I've never read Stoker's original story, so I can't lay out any comparisons to that, but I think the way the story played out in Tod Browning's original was superior to this one, and that was without the benefit of a soundtrack to enhance mood.

The effects are top-notch as is the score. A very well put together production, despite the flaws I mentioned above.

Interview With the Vampire
I'll start this by saying I'm no fan of Anne Rice. I have a deep dislike of her books and her style in general. Despite that, I actually enjoyed this movie considerably. I hated the book, but loved the movie.

The decision to stray from the book in quite a few areas was very welcome. The homoerotic elements weren't nearly as rampant in the film as in the book, which is fine because it's not really something I'm interested in. I could have done without that stuff altogether, to be honest.
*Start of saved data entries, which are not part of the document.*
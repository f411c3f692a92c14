//! Binary container layout: header, chunk scanning and chunk assembly.
//!
//! All integers are little-endian. A container is a 12-byte header followed
//! by length-prefixed chunks; this codec needs the JSON and BIN chunks and
//! skips anything else.

use serde_json::Value;

use super::error::{ChunkKind, FormatError, RebuildError};

/// Magic number, ASCII `glTF`.
pub const GLB_MAGIC: u32 = 0x46546C67;
/// The only container version this codec reads and writes.
pub const GLB_VERSION: u32 = 2;
/// Chunk type tag of the structural description, ASCII `JSON`.
pub const CHUNK_JSON: u32 = 0x4E4F534A;
/// Chunk type tag of the raw-data block, ASCII `BIN\0`.
pub const CHUNK_BIN: u32 = 0x004E4942;
/// Size of the file header.
pub const HEADER_LEN: usize = 12;
/// Size of a chunk header (length + type).
pub const CHUNK_HEADER_LEN: usize = 8;

/// A parsed container: the decoded structural document plus a view of the
/// raw-data block.
#[derive(Debug, Clone)]
pub struct Container<'a> {
    /// The JSON chunk, decoded into a generic tree.
    pub document: Value,
    /// The BIN chunk payload, borrowed from the input buffer.
    pub bin: &'a [u8],
    /// Total length claimed by the header. Not enforced.
    pub declared_length: u32,
}

/// Split a binary container into its structural document and raw block.
///
/// Chunks are read in file order until the buffer is exhausted. Unknown chunk
/// types are skipped. If a chunk type appears twice, the first one wins.
pub fn parse_container(data: &[u8]) -> Result<Container<'_>, FormatError> {
    if data.len() < 4 {
        return Err(FormatError::NotAContainer { found: 0 });
    }
    let magic = read_u32(data, 0)?;
    if magic != GLB_MAGIC {
        return Err(FormatError::NotAContainer { found: magic });
    }

    let version = read_u32(data, 4)?;
    if version != GLB_VERSION {
        return Err(FormatError::UnsupportedVersion(version));
    }

    let declared_length = read_u32(data, 8)?;
    if declared_length as usize != data.len() {
        log::warn!(
            "container header declares {} bytes but buffer holds {}",
            declared_length,
            data.len()
        );
    }

    let mut json_chunk: Option<&[u8]> = None;
    let mut bin_chunk: Option<&[u8]> = None;
    let mut offset = HEADER_LEN;

    while offset < data.len() {
        let length = read_u32(data, offset)? as usize;
        let kind = read_u32(data, offset + 4)?;
        let start = offset + CHUNK_HEADER_LEN;
        let payload = data
            .get(start..start.saturating_add(length))
            .ok_or(FormatError::Truncated {
                offset: start,
                needed: length,
                available: data.len().saturating_sub(start),
            })?;

        match kind {
            CHUNK_JSON if json_chunk.is_none() => json_chunk = Some(payload),
            CHUNK_BIN if bin_chunk.is_none() => bin_chunk = Some(payload),
            CHUNK_JSON | CHUNK_BIN => {
                log::warn!("duplicate chunk {kind:#010x} at offset {offset} ignored");
            }
            other => {
                log::debug!(
                    "skipping unknown chunk {other:#010x} ({length} bytes) at offset {offset}"
                );
            }
        }

        offset = start + length;
    }

    let json = json_chunk.ok_or(FormatError::MissingChunk(ChunkKind::Json))?;
    let bin = bin_chunk.ok_or(FormatError::MissingChunk(ChunkKind::Bin))?;

    let text = std::str::from_utf8(json)?;
    let document: Value = serde_json::from_str(text)?;

    log::debug!(
        "parsed container: {} byte JSON chunk, {} byte BIN chunk",
        json.len(),
        bin.len()
    );

    Ok(Container {
        document,
        bin,
        declared_length,
    })
}

/// Assemble a container from serialized JSON and a raw block.
///
/// Always emits exactly two chunks, JSON first. The JSON chunk is padded with
/// spaces and the BIN chunk with zeros up to a multiple of 4 bytes.
pub fn write_container(json: &[u8], bin: &[u8]) -> Result<Vec<u8>, RebuildError> {
    let json_pad = padding_for(json.len(), 4);
    let json_chunk_len = json.len() + json_pad;

    let bin_pad = padding_for(bin.len(), 4);
    let bin_chunk_len = bin.len() + bin_pad;

    let total_length =
        HEADER_LEN + CHUNK_HEADER_LEN + json_chunk_len + CHUNK_HEADER_LEN + bin_chunk_len;
    let total_u32 =
        u32::try_from(total_length).map_err(|_| RebuildError::TooLarge(total_length))?;

    let mut glb = Vec::with_capacity(total_length);

    // Header
    glb.extend_from_slice(&GLB_MAGIC.to_le_bytes());
    glb.extend_from_slice(&GLB_VERSION.to_le_bytes());
    glb.extend_from_slice(&total_u32.to_le_bytes());

    // JSON chunk
    glb.extend_from_slice(&(json_chunk_len as u32).to_le_bytes());
    glb.extend_from_slice(&CHUNK_JSON.to_le_bytes());
    glb.extend_from_slice(json);
    glb.extend(std::iter::repeat_n(b' ', json_pad));

    // BIN chunk
    glb.extend_from_slice(&(bin_chunk_len as u32).to_le_bytes());
    glb.extend_from_slice(&CHUNK_BIN.to_le_bytes());
    glb.extend_from_slice(bin);
    glb.extend(std::iter::repeat_n(0u8, bin_pad));

    Ok(glb)
}

/// Bytes needed to bring `len` up to the next multiple of `align`.
pub(crate) fn padding_for(len: usize, align: usize) -> usize {
    (align - (len % align)) % align
}

fn read_u32(data: &[u8], offset: usize) -> Result<u32, FormatError> {
    let bytes = data
        .get(offset..offset.saturating_add(4))
        .ok_or(FormatError::Truncated {
            offset,
            needed: 4,
            available: data.len().saturating_sub(offset),
        })?;
    Ok(u32::from_le_bytes([bytes[0], bytes[1], bytes[2], bytes[3]]))
}
//! # vrmtex app
//!
//! Command-line front end for [`vrmtex_core`]: argument parsing, the
//! `vrmtex.toml` config file and the file I/O around a [`TextureSession`].
//!
//! ## Overview
//!
//! - [`Cli`] / [`Command`] - clap argument definitions
//! - [`AppConfig`] - configuration loaded with [`load_or_default`]
//! - [`run`] - execute a parsed command line
//!
//! [`TextureSession`]: vrmtex_core::session::TextureSession

mod args;
mod commands;
mod config;
mod error;

pub use args::{Cli, Command};
pub use commands::{
    asset_line, execute, extract_to, info_lines, output_path, run, sanitize_file_name,
};
pub use config::{
    AppConfig, DEFAULT_CONFIG_FILE, OutputConfig, RebuildConfig, ResizeConfig, load_config,
    load_or_default,
};
pub use error::AppError;

/// App crate version
pub const VERSION: &str = env!("CARGO_PKG_VERSION");
//! # vrmtex core
//!
//! Texture codec for binary glTF / VRM avatars: parse a container, pull its
//! embedded images out as independently owned handles, and write the
//! container back with some images substituted.
//!
//! - [`glb`] holds the three pipeline stages.
//! - [`texture`] holds the blob registry and image probing / downscaling.
//! - [`session`] tracks edits over one loaded container.

pub mod glb;
pub mod session;
pub mod texture;

/// Core library version
pub const VERSION: &str = env!("CARGO_PKG_VERSION");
The choice in Tom Cruise as a bloodthirsty vampire seemed odd to me before I saw the movie, but afterwards it just seemed to make sense. Hell, even Pitt's portrayal of the more sympathetic Louis was very well done. The very young Kirsten Dunst also turned in a noteworthy performance.

My only gripe with this movie is it seems to drag in a few places. I think some scenes could have been cut down to move them along better. Also, there were a few encounters Louis had in Europe (in the novel) that could have been included to spice up that portion of the movie. Namely, the encounter he had with the nasty monster-vampire in eastern Europe (I forget exactly where he was). The whole vampire underworld also kind of bored me.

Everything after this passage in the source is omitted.